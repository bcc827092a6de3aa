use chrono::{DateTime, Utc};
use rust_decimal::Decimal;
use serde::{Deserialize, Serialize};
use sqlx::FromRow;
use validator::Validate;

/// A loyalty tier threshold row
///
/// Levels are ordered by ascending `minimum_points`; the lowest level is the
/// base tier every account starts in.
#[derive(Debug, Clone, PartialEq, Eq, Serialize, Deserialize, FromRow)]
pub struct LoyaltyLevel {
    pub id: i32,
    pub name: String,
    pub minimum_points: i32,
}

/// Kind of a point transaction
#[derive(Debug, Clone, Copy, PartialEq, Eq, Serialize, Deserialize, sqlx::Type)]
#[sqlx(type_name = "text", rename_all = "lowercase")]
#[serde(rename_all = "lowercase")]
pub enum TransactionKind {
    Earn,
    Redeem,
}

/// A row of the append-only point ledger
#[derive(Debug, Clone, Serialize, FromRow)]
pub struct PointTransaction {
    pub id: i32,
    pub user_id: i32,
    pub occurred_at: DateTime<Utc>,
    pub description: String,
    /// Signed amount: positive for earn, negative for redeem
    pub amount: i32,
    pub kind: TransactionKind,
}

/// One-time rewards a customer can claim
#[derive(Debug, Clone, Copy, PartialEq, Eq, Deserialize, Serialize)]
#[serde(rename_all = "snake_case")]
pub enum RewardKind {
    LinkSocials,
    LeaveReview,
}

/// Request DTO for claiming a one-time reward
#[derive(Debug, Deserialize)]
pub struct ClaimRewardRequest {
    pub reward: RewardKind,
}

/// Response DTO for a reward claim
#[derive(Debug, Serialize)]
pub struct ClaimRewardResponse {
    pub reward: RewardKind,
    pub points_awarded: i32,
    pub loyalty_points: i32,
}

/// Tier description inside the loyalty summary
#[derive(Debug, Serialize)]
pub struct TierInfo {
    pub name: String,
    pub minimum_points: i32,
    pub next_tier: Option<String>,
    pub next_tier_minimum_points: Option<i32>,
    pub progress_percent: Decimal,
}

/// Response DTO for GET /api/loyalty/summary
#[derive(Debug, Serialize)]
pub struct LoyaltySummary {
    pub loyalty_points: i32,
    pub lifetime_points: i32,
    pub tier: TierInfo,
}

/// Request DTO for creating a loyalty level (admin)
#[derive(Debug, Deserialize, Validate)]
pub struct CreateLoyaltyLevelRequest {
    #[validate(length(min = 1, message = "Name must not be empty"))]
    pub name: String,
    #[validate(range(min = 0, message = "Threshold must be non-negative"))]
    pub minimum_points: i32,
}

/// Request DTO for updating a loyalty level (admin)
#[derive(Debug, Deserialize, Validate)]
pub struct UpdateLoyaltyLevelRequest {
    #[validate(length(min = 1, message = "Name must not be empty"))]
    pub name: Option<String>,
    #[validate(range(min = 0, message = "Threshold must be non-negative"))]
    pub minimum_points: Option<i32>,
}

======

Lines that contain "FromRow" should be pulled from the entries above and reported.

_Exercise answer_.
use sqlx::FromRow;
#[derive(Debug, Clone, PartialEq, Eq, Serialize, Deserialize, FromRow)]
#[derive(Debug, Clone, Serialize, FromRow)]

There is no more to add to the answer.